__Task brief__
Each entry below should be retyped exactly, with nothing omitted.

Record excerpts: Begin

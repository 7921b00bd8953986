//! JSON-lines trigger instance feed

use rulestream_core::TriggerInstance;
use rulestream_engine::InMemoryQueue;
use std::time::Duration;
use tokio::io::{AsyncBufRead, AsyncBufReadExt};
use tokio_util::sync::CancellationToken;
use tracing::{debug, info, warn};

/// Lines read by one feed
#[derive(Debug, Clone, Copy, Default, PartialEq, Eq)]
pub struct FeedStats {
    pub published: u64,
    pub rejected: u64,
}

/// Publish one trigger instance per non-empty line until EOF or
/// cancellation. Lines that do not decode are logged and skipped.
pub async fn feed_events<R>(
    reader: R,
    queue: &InMemoryQueue,
    cancel: &CancellationToken,
) -> anyhow::Result<FeedStats>
where
    R: AsyncBufRead + Unpin,
{
    let mut lines = reader.lines();
    let mut stats = FeedStats::default();
    let mut line_no = 0u64;

    loop {
        let line = tokio::select! {
            _ = cancel.cancelled() => break,
            line = lines.next_line() => line?,
        };
        let Some(line) = line else {
            break;
        };
        line_no += 1;

        let line = line.trim();
        if line.is_empty() {
            continue;
        }

        match serde_json::from_str::<TriggerInstance>(line) {
            Ok(instance) => {
                debug!(
                    trigger_instance = %instance.id,
                    trigger = %instance.trigger_type,
                    "Trigger instance received"
                );
                queue.publish(instance)?;
                stats.published += 1;
            }
            Err(e) => {
                warn!(line = line_no, error = %e, "Skipping malformed trigger instance");
                stats.rejected += 1;
            }
        }
    }

    info!(
        published = stats.published,
        rejected = stats.rejected,
        "Event feed finished"
    );
    Ok(stats)
}

/// Wait until every published instance is acked or dead-lettered, then
/// close the queue so the dispatcher can stop
pub async fn close_when_settled(queue: &InMemoryQueue, cancel: &CancellationToken) {
    while !queue.stats().is_settled() {
        tokio::select! {
            _ = cancel.cancelled() => return,
            _ = tokio::time::sleep(Duration::from_millis(50)) => {}
        }
    }
    queue.close();
}

#[cfg(test)]
mod tests {
    use super::*;
    use rulestream_core::EventQueue;

    #[tokio::test]
    async fn test_feeds_valid_lines_and_skips_bad_ones() {
        let input = concat!(
            r#"{"id": "ti-1", "trigger_type": "core.st2.generic", "payload": {"severity": 7}}"#,
            "\n",
            "\n",
            "not json\n",
            r#"{"trigger_type": "core.st2.webhook"}"#,
            "\n",
        );
        let queue = InMemoryQueue::new(3);
        let cancel = CancellationToken::new();

        let stats = feed_events(input.as_bytes(), &queue, &cancel).await.unwrap();

        assert_eq!(stats, FeedStats { published: 2, rejected: 1 });
        let first = queue.receive().await.unwrap().unwrap();
        assert_eq!(first.instance.id, "ti-1");
        assert_eq!(first.instance.payload["severity"], 7);
        let second = queue.receive().await.unwrap().unwrap();
        assert_eq!(second.instance.trigger_type, "core.st2.webhook");
        assert!(!second.instance.id.is_empty());
    }

    #[tokio::test]
    async fn test_close_when_settled() {
        let queue = InMemoryQueue::new(3);
        let cancel = CancellationToken::new();
        queue
            .publish(TriggerInstance::new("t", serde_json::json!({})))
            .unwrap();

        let delivery = queue.receive().await.unwrap().unwrap();
        queue.ack(&delivery).await.unwrap();
        close_when_settled(&queue, &cancel).await;

        assert!(queue.receive().await.unwrap().is_none());
    }
}
//! Property tests for matching determinism

use proptest::prelude::*;
use rulestream_core::{Operator, Predicate, Rule, TriggerInstance};
use rulestream_rules::{Matcher, RuleIndexSnapshot};
use serde_json::{json, Value};

const TRIGGER: &str = "core.st2.generic";

fn operator_strategy() -> impl Strategy<Value = Operator> {
    prop_oneof![
        Just(Operator::Equals),
        Just(Operator::NotEquals),
        Just(Operator::GreaterThan),
        Just(Operator::LessThan),
        Just(Operator::Contains),
        Just(Operator::Regex),
        Just(Operator::Exists),
        Just(Operator::NotExists),
    ]
}

fn rule_strategy() -> impl Strategy<Value = (String, Operator, i64, bool)> {
    (
        prop_oneof![Just("count"), Just("label"), Just("missing"), Just("nested.level")],
        operator_strategy(),
        -5i64..15,
        any::<bool>(),
    )
        .prop_map(|(field, op, value, enabled)| (field.to_string(), op, value, enabled))
}

fn build_rules(specs: &[(String, Operator, i64, bool)]) -> Vec<Rule> {
    specs
        .iter()
        .enumerate()
        .map(|(i, (field, op, value, enabled))| {
            let predicate = if op.requires_operand() {
                Predicate::new(*op, *value)
            } else {
                Predicate::unary(*op)
            };
            let rule = Rule::new("prop", format!("r{}", i), TRIGGER, "core.noop")
                .with_id(format!("r{}", i))
                .with_criterion(field.clone(), predicate);
            if *enabled {
                rule
            } else {
                rule.disabled()
            }
        })
        .collect()
}

fn payload(count: i64, label: &str) -> Value {
    json!({"count": count, "label": label, "nested": {"level": count % 3}})
}

proptest! {
    #[test]
    fn matching_is_deterministic_and_order_stable(
        specs in prop::collection::vec(rule_strategy(), 0..12),
        count in -10i64..20,
        label in "[a-z0-9]{0,6}",
    ) {
        let rules = build_rules(&specs);
        let registration: Vec<String> = rules.iter().filter(|r| r.enabled).map(|r| r.id.clone()).collect();
        let snapshot = RuleIndexSnapshot::build(7, rules);
        let instance = TriggerInstance::new(TRIGGER, payload(count, &label));
        let matcher = Matcher::new();

        let first = matcher.match_rules(&instance, &snapshot);
        let second = matcher.match_rules(&instance, &snapshot);

        let first_ids: Vec<_> = first.matched.iter().map(|r| r.id.clone()).collect();
        let second_ids: Vec<_> = second.matched.iter().map(|r| r.id.clone()).collect();
        prop_assert_eq!(&first_ids, &second_ids);

        // matched rules appear in registration order
        let positions: Vec<usize> = first_ids
            .iter()
            .map(|id| registration.iter().position(|r| r == id).unwrap())
            .collect();
        prop_assert!(positions.windows(2).all(|w| w[0] < w[1]));

        // nothing is both matched and skipped, and nothing disabled matches
        for skipped in &first.skipped {
            prop_assert!(!first_ids.contains(&skipped.rule.id));
        }
        prop_assert!(first.matched.iter().all(|r| r.enabled));
    }
}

Record excerpts: End

__Answer section__
repository 7921b00bd8953986
//! JSON-lines trigger instance feed

use rulestream_core::TriggerInstance;
use rulestream_engine::InMemoryQueue;
use std::time::Duration;
use tokio::io::{AsyncBufRead, AsyncBufReadExt};
use tokio_util::sync::CancellationToken;
use tracing::{debug, info, warn};

/// Lines read by one feed
#[derive(Debug, Clone, Copy, Default, PartialEq, Eq)]
pub struct FeedStats {
    pub published: u64,
    pub rejected: u64,
}

/// Publish one trigger instance per non-empty line until EOF or
/// cancellation. Lines that do not decode are logged and skipped.
pub async fn feed_events<R>(
    reader: R,
    queue: &InMemoryQueue,
    cancel: &CancellationToken,
) -> anyhow::Result<FeedStats>
where
    R: AsyncBufRead + Unpin,
{
    let mut lines = reader.lines();
    let mut stats = FeedStats::default();
    let mut line_no = 0u64;

    loop {
        let line = tokio::select! {
            _ = cancel.cancelled() => break,
            line = lines.next_line() => line?,
        };
        let Some(line) = line else {
            break;
        };
        line_no += 1;

        let line = line.trim();
        if line.is_empty() {
            continue;
        }

        match serde_json::from_str::<TriggerInstance>(line) {
            Ok(instance) => {
                debug!(
                    trigger_instance = %instance.id,
                    trigger = %instance.trigger_type,
                    "Trigger instance received"
                );
                queue.publish(instance)?;
                stats.published += 1;
            }
            Err(e) => {
                warn!(line = line_no, error = %e, "Skipping malformed trigger instance");
                stats.rejected += 1;
            }
        }
    }

    info!(
        published = stats.published,
        rejected = stats.rejected,
        "Event feed finished"
    );
    Ok(stats)
}

/// Wait until every published instance is acked or dead-lettered, then
/// close the queue so the dispatcher can stop
pub async fn close_when_settled(queue: &InMemoryQueue, cancel: &CancellationToken) {
    while !queue.stats().is_settled() {
        tokio::select! {
            _ = cancel.cancelled() => return,
            _ = tokio::time::sleep(Duration::from_millis(50)) => {}
        }
    }
    queue.close();
}

#[cfg(test)]
mod tests {
    use super::*;
    use rulestream_core::EventQueue;

    #[tokio::test]
    async fn test_feeds_valid_lines_and_skips_bad_ones() {
        let input = concat!(
            r#"{"id": "ti-1", "trigger_type": "core.st2.generic", "payload": {"severity": 7}}"#,
            "\n",
            "\n",
            "not json\n",
            r#"{"trigger_type": "core.st2.webhook"}"#,
            "\n",
        );
        let queue = InMemoryQueue::new(3);
        let cancel = CancellationToken::new();

        let stats = feed_events(input.as_bytes(), &queue, &cancel).await.unwrap();

        assert_eq!(stats, FeedStats { published: 2, rejected: 1 });
        let first = queue.receive().await.unwrap().unwrap();
        assert_eq!(first.instance.id, "ti-1");
        assert_eq!(first.instance.payload["severity"], 7);
        let second = queue.receive().await.unwrap().unwrap();
        assert_eq!(second.instance.trigger_type, "core.st2.webhook");
        assert!(!second.instance.id.is_empty());
    }

    #[tokio::test]
    async fn test_close_when_settled() {
        let queue = InMemoryQueue::new(3);
        let cancel = CancellationToken::new();
        queue
            .publish(TriggerInstance::new("t", serde_json::json!({})))
            .unwrap();

        let delivery = queue.receive().await.unwrap().unwrap();
        queue.ack(&delivery).await.unwrap();
        close_when_settled(&queue, &cancel).await;

        assert!(queue.receive().await.unwrap().is_none());
    }
}
//! Property tests for matching determinism

use proptest::prelude::*;
use rulestream_core::{Operator, Predicate, Rule, TriggerInstance};
use rulestream_rules::{Matcher, RuleIndexSnapshot};
use serde_json::{json, Value};

const TRIGGER: &str = "core.st2.generic";

fn operator_strategy() -> impl Strategy<Value = Operator> {
    prop_oneof![
        Just(Operator::Equals),
        Just(Operator::NotEquals),
        Just(Operator::GreaterThan),
        Just(Operator::LessThan),
        Just(Operator::Contains),
        Just(Operator::Regex),
        Just(Operator::Exists),
        Just(Operator::NotExists),
    ]
}

fn rule_strategy() -> impl Strategy<Value = (String, Operator, i64, bool)> {
    (
        prop_oneof![Just("count"), Just("label"), Just("missing"), Just("nested.level")],
        operator_strategy(),
        -5i64..15,
        any::<bool>(),
    )
        .prop_map(|(field, op, value, enabled)| (field.to_string(), op, value, enabled))
}

fn build_rules(specs: &[(String, Operator, i64, bool)]) -> Vec<Rule> {
    specs
        .iter()
        .enumerate()
        .map(|(i, (field, op, value, enabled))| {
            let predicate = if op.requires_operand() {
                Predicate::new(*op, *value)
            } else {
                Predicate::unary(*op)
            };
            let rule = Rule::new("prop", format!("r{}", i), TRIGGER, "core.noop")
                .with_id(format!("r{}", i))
                .with_criterion(field.clone(), predicate);
            if *enabled {
                rule
            } else {
                rule.disabled()
            }
        })
        .collect()
}

fn payload(count: i64, label: &str) -> Value {
    json!({"count": count, "label": label, "nested": {"level": count % 3}})
}

proptest! {
    #[test]
    fn matching_is_deterministic_and_order_stable(
        specs in prop::collection::vec(rule_strategy(), 0..12),
        count in -10i64..20,
        label in "[a-z0-9]{0,6}",
    ) {
        let rules = build_rules(&specs);
        let registration: Vec<String> = rules.iter().filter(|r| r.enabled).map(|r| r.id.clone()).collect();
        let snapshot = RuleIndexSnapshot::build(7, rules);
        let instance = TriggerInstance::new(TRIGGER, payload(count, &label));
        let matcher = Matcher::new();

        let first = matcher.match_rules(&instance, &snapshot);
        let second = matcher.match_rules(&instance, &snapshot);

        let first_ids: Vec<_> = first.matched.iter().map(|r| r.id.clone()).collect();
        let second_ids: Vec<_> = second.matched.iter().map(|r| r.id.clone()).collect();
        prop_assert_eq!(&first_ids, &second_ids);

        // matched rules appear in registration order
        let positions: Vec<usize> = first_ids
            .iter()
            .map(|id| registration.iter().position(|r| r == id).unwrap())
            .collect();
        prop_assert!(positions.windows(2).all(|w| w[0] < w[1]));

        // nothing is both matched and skipped, and nothing disabled matches
        for skipped in &first.skipped {
            prop_assert!(!first_ids.contains(&skipped.rule.id));
        }
        prop_assert!(first.matched.iter().all(|r| r.enabled));
    }
}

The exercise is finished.